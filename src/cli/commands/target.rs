//! Target command handler

use super::internal::{read_integrated, read_theory};
use super::read;
use crate::args::TargetPaper;
use markify::config::Config;
use markify::core::input::max_internal;
use markify::core::models::Layout;
use markify::core::target::{solve_integrated_target, solve_theory_target, TargetSolution};
use markify::{error, info, verbose, warn};

/// Solve for the mark needed in the unknown component and print it
pub fn run(paper: &TargetPaper, config: &Config) {
    let solution = match paper {
        TargetPaper::Theory { target, fields } => {
            if fields.model.is_some() {
                warn!("--model is ignored when solving a Theory target");
            }
            let Some(target) = read_target(target, Layout::Theory) else {
                reject_target(target);
                return;
            };
            solve_theory_target(target, &read_theory(fields), config.assignment_default())
        }
        TargetPaper::Integrated { target, fields } => {
            if fields.cie3.is_some() {
                warn!("--cie3 is ignored when solving an Integrated target");
            }
            let Some(target) = read_target(target, Layout::Integrated) else {
                reject_target(target);
                return;
            };
            solve_integrated_target(target, &read_integrated(fields))
        }
    };

    print_solution(&solution);
}

/// Parse the target, bounded to the layout's maximum; blank or invalid is `None`
fn read_target(text: &str, layout: Layout) -> Option<f64> {
    read("Target", Some(text), max_internal(layout))
}

fn reject_target(text: &str) {
    eprintln!("✗ Enter a target internal mark (got '{text}')");
    error!("No usable target in '{text}'; nothing solved");
}

fn print_solution(solution: &TargetSolution) {
    let required = &solution.required;
    info!(
        "{} target: {} in {} ({})",
        solution.layout,
        required.required_raw_mark,
        solution.unknown.label,
        required.status
    );
    verbose!(
        "Solving for {} (weight {} of {})",
        solution.unknown.label,
        solution.unknown.spec.target_weight,
        solution.unknown.spec.source_max
    );
    println!("{}", solution.message());
}

#[cfg(test)]
mod tests {
    use super::*;

    #[test]
    fn test_read_target_requires_a_number() {
        assert_eq!(read_target("", Layout::Theory), None);
        assert_eq!(read_target("   ", Layout::Integrated), None);
        assert_eq!(read_target("abc", Layout::Theory), None);
        assert_eq!(read_target("35", Layout::Theory), Some(35.0));
    }

    #[test]
    fn test_read_target_is_bounded_by_layout() {
        assert_eq!(read_target("45", Layout::Theory), Some(40.0));
        assert_eq!(read_target("45", Layout::Integrated), Some(45.0));
    }
}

WORK REQUEST: Return every record above exactly, line by line.

TASK ANSWER:
filename src/cli/commands/target.rs
//! Target command handler

use super::internal::{read_integrated, read_theory};
use super::read;
use crate::args::TargetPaper;
use markify::config::Config;
use markify::core::input::max_internal;
use markify::core::models::Layout;
use markify::core::target::{solve_integrated_target, solve_theory_target, TargetSolution};
use markify::{error, info, verbose, warn};

/// Solve for the mark needed in the unknown component and print it
pub fn run(paper: &TargetPaper, config: &Config) {
    let solution = match paper {
        TargetPaper::Theory { target, fields } => {
            if fields.model.is_some() {
                warn!("--model is ignored when solving a Theory target");
            }
            let Some(target) = read_target(target, Layout::Theory) else {
                reject_target(target);
                return;
            };
            solve_theory_target(target, &read_theory(fields), config.assignment_default())
        }
        TargetPaper::Integrated { target, fields } => {
            if fields.cie3.is_some() {
                warn!("--cie3 is ignored when solving an Integrated target");
            }
            let Some(target) = read_target(target, Layout::Integrated) else {
                reject_target(target);
                return;
            };
            solve_integrated_target(target, &read_integrated(fields))
        }
    };

    print_solution(&solution);
}

/// Parse the target, bounded to the layout's maximum; blank or invalid is `None`
fn read_target(text: &str, layout: Layout) -> Option<f64> {
    read("Target", Some(text), max_internal(layout))
}

fn reject_target(text: &str) {
    eprintln!("✗ Enter a target internal mark (got '{text}')");
    error!("No usable target in '{text}'; nothing solved");
}

fn print_solution(solution: &TargetSolution) {
    let required = &solution.required;
    info!(
        "{} target: {} in {} ({})",
        solution.layout,
        required.required_raw_mark,
        solution.unknown.label,
        required.status
    );
    verbose!(
        "Solving for {} (weight {} of {})",
        solution.unknown.label,
        solution.unknown.spec.target_weight,
        solution.unknown.spec.source_max
    );
    println!("{}", solution.message());
}

#[cfg(test)]
mod tests {
    use super::*;

    #[test]
    fn test_read_target_requires_a_number() {
        assert_eq!(read_target("", Layout::Theory), None);
        assert_eq!(read_target("   ", Layout::Integrated), None);
        assert_eq!(read_target("abc", Layout::Theory), None);
        assert_eq!(read_target("35", Layout::Theory), Some(35.0));
    }

    #[test]
    fn test_read_target_is_bounded_by_layout() {
        assert_eq!(read_target("45", Layout::Theory), Some(40.0));
        assert_eq!(read_target("45", Layout::Integrated), Some(45.0));
    }
}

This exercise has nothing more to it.